▶ _Records supplied_
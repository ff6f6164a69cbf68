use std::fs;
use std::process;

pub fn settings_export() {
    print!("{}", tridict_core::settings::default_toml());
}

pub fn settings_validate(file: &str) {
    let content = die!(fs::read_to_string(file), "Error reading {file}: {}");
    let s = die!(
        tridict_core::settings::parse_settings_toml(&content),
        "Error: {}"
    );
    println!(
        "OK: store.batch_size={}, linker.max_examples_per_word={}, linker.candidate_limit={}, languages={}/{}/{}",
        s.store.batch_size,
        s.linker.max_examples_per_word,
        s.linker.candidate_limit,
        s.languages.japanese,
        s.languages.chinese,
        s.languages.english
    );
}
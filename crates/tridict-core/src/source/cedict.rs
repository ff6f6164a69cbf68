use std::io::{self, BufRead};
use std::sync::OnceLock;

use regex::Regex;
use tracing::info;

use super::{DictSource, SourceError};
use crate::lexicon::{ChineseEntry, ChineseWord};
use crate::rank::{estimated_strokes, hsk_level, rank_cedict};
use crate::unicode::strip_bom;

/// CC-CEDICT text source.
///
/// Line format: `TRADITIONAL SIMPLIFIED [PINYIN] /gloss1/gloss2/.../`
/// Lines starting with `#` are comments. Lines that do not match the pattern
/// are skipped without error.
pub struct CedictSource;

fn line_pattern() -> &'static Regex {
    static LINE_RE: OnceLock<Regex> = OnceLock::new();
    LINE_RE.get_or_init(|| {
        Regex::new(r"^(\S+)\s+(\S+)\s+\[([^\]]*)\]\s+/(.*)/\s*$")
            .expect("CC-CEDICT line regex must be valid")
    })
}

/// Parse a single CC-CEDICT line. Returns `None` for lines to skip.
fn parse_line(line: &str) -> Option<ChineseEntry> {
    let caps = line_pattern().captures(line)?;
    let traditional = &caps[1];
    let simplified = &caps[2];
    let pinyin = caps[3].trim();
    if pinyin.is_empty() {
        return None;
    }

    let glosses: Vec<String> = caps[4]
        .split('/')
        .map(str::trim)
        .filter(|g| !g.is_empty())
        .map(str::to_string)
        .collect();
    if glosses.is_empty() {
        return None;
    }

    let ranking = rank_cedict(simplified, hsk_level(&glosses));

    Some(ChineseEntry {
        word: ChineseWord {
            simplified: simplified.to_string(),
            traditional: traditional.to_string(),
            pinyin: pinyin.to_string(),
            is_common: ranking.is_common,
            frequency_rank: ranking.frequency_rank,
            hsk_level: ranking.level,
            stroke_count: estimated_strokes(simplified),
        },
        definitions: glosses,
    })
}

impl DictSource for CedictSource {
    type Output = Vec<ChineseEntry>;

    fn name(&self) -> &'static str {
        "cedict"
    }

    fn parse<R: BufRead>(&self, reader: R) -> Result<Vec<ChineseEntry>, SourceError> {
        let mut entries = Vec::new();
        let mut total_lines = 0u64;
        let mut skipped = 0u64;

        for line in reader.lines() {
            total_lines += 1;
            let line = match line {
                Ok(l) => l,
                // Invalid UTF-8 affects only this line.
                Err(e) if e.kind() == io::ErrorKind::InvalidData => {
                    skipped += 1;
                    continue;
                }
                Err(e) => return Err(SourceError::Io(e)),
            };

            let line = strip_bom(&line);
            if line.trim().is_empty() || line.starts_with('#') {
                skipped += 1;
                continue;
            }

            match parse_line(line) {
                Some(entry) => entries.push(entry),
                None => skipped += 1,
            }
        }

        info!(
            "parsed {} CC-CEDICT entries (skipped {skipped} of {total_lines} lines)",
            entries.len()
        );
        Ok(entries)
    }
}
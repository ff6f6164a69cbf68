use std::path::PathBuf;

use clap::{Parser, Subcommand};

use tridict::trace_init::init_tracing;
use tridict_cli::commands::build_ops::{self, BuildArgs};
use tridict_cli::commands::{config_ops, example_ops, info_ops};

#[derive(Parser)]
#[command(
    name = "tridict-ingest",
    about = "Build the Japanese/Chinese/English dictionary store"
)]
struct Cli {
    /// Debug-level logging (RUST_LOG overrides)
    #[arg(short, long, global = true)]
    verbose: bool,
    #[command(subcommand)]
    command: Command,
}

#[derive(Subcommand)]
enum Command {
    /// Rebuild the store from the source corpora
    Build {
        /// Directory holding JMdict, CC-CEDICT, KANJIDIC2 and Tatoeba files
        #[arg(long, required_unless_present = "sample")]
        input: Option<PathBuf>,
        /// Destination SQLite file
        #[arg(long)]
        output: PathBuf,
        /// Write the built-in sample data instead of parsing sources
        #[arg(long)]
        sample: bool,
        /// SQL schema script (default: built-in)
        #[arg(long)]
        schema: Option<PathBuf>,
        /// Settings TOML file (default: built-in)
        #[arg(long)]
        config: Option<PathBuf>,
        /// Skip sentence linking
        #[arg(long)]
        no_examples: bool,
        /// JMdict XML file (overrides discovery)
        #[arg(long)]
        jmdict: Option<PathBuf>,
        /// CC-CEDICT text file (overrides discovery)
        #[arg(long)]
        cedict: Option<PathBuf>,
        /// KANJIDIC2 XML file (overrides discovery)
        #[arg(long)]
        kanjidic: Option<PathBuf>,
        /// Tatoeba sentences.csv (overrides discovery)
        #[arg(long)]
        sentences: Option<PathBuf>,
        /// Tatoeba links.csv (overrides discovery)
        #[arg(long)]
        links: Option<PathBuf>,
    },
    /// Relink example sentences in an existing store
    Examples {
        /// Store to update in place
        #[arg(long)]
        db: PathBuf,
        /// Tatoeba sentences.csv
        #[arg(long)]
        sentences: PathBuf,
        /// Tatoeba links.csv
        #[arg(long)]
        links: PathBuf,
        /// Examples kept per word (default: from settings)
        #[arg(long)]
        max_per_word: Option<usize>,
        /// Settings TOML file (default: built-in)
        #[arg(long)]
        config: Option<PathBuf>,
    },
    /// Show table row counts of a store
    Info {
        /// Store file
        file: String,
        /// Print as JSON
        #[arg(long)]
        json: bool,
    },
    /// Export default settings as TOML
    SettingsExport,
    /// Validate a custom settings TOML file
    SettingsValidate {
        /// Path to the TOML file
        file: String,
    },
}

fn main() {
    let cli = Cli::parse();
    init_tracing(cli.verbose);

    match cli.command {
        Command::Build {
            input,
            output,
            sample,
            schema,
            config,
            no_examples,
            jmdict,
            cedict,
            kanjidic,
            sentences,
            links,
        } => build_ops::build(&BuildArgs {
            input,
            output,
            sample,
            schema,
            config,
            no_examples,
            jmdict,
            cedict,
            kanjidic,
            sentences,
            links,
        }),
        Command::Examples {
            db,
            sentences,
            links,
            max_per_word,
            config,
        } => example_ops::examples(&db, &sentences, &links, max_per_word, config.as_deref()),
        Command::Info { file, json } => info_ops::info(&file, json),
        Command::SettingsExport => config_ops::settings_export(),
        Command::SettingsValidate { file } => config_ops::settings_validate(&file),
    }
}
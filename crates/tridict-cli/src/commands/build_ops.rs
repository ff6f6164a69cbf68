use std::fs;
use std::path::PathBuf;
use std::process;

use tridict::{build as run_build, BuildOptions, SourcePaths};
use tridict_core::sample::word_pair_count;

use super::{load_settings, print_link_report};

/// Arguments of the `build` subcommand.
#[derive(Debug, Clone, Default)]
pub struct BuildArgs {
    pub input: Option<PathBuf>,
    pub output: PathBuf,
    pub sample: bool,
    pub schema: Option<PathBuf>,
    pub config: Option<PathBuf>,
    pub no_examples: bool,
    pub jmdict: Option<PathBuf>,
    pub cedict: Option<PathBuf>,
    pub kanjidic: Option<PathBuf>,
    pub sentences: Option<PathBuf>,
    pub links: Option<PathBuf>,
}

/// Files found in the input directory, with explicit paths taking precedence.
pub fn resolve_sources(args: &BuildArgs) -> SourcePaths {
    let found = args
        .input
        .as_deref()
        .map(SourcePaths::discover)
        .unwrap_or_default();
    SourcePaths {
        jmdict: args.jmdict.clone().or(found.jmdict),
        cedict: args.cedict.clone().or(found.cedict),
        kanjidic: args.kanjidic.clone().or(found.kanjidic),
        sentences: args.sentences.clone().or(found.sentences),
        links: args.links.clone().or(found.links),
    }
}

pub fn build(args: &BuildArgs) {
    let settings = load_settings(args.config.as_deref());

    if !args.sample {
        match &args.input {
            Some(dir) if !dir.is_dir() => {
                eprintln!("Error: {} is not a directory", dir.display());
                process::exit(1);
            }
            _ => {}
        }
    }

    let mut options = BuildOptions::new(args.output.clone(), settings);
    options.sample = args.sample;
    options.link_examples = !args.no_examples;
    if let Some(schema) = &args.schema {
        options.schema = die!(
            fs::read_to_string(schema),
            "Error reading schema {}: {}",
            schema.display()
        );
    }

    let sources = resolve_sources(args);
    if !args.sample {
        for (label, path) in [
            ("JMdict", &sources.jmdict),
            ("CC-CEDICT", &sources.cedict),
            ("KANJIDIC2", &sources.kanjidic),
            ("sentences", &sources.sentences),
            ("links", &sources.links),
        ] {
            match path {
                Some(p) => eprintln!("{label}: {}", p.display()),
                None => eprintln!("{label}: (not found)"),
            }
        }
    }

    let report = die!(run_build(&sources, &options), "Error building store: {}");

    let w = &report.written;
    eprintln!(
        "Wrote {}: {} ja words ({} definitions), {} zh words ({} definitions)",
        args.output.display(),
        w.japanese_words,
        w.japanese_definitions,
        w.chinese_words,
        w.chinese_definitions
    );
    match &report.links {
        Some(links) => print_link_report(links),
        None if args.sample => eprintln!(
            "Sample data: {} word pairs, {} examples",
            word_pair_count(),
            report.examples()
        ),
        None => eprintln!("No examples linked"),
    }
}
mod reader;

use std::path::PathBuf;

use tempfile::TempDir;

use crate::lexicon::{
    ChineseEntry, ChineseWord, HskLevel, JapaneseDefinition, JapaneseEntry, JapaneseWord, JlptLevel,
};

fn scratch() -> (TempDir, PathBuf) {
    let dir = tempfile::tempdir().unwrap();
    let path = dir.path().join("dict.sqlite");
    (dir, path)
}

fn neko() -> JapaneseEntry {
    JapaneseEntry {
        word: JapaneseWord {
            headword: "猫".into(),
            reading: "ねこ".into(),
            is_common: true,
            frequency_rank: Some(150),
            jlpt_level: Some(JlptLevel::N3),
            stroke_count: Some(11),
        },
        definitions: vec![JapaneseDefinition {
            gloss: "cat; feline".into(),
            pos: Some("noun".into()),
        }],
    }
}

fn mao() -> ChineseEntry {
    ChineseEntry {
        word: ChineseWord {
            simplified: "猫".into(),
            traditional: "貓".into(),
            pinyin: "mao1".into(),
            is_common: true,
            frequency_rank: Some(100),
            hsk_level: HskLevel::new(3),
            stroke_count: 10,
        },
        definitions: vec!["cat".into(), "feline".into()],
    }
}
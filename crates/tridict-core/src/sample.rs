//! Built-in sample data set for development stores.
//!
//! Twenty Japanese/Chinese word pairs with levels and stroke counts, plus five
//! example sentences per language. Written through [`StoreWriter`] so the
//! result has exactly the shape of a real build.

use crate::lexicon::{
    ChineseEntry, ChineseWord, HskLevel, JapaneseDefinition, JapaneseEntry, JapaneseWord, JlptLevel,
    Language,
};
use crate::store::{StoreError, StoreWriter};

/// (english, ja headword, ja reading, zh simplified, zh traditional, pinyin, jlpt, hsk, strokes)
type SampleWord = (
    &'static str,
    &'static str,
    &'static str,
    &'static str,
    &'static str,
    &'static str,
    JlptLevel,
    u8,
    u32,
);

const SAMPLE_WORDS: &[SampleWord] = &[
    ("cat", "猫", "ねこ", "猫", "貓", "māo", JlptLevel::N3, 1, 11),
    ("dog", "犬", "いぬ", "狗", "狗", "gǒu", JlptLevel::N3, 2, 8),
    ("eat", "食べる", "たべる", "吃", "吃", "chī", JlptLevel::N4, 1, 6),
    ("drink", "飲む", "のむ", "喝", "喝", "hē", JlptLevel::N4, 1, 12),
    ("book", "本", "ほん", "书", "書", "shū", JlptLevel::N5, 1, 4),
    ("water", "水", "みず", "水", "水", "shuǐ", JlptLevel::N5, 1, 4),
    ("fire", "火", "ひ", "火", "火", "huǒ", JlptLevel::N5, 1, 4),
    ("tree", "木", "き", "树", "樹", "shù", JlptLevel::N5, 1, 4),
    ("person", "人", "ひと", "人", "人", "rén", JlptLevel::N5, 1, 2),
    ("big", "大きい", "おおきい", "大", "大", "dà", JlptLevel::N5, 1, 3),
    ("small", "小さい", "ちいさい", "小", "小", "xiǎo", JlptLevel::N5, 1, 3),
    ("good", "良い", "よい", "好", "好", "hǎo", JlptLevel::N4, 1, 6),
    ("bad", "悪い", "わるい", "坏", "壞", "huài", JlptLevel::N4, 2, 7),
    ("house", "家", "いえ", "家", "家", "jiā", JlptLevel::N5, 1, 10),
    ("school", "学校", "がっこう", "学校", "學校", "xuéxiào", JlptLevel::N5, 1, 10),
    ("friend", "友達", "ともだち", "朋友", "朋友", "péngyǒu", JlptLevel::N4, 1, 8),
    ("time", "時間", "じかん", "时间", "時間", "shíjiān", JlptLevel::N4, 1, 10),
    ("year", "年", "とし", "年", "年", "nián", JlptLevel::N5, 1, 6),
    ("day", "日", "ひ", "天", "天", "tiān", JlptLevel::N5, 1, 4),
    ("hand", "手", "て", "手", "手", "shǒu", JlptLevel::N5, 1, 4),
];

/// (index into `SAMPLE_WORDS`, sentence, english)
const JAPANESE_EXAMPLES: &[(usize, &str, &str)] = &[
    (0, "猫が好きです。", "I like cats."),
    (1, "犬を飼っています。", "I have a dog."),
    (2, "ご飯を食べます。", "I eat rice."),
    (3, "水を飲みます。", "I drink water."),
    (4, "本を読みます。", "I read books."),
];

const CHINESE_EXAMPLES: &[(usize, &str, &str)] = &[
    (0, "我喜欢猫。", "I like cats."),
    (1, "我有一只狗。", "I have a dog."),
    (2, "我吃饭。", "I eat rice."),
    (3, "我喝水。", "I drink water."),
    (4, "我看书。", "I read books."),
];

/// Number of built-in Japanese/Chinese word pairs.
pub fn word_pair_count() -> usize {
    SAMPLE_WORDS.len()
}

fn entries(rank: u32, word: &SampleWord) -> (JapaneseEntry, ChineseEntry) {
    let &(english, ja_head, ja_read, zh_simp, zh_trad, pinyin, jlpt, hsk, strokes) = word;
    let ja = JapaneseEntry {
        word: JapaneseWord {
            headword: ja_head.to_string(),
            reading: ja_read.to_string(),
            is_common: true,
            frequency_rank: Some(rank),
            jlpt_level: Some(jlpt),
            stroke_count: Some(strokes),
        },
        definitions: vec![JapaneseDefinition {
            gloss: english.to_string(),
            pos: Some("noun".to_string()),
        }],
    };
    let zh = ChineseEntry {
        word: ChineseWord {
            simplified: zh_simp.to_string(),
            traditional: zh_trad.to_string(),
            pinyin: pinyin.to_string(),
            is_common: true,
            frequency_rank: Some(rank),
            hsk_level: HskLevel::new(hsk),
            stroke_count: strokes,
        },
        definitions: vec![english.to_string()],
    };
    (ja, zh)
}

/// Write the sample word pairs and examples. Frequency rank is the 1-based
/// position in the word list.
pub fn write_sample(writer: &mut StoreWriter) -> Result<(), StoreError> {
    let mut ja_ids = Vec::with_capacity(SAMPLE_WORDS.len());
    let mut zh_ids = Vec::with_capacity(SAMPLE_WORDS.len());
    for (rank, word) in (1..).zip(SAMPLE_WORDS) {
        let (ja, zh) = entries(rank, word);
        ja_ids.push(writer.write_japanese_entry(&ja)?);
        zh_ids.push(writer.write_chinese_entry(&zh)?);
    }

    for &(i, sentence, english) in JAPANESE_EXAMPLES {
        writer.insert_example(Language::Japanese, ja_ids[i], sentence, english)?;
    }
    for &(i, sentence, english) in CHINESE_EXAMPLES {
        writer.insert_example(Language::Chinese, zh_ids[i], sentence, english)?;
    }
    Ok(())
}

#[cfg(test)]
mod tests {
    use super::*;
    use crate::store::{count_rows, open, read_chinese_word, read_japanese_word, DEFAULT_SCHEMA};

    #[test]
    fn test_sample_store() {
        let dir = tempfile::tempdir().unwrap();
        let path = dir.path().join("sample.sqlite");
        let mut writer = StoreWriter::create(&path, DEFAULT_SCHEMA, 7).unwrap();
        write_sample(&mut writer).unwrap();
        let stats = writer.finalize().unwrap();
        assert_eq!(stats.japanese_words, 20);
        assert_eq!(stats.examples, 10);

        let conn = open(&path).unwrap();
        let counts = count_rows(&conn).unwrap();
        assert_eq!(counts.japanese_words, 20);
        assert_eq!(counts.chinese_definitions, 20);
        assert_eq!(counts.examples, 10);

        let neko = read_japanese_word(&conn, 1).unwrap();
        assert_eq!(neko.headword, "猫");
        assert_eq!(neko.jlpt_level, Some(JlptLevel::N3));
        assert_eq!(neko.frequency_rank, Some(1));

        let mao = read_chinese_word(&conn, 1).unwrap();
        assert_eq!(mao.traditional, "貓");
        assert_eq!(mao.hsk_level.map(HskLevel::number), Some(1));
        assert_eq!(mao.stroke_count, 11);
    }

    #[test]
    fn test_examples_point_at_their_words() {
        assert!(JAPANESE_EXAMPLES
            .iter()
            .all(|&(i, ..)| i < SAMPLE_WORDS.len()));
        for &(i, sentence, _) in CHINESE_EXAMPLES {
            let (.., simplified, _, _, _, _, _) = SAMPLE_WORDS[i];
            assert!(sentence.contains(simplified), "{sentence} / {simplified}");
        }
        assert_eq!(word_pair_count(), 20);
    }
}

▶ _What the task asks_
Check each line above for the word "water" and copy every line that has it.

▶ _Answer to this exercise_
    ("water", "水", "みず", "水", "水", "shuǐ", JlptLevel::N5, 1, 4),
    (3, "水を飲みます。", "I drink water."),
    (3, "我喝水。", "I drink water."),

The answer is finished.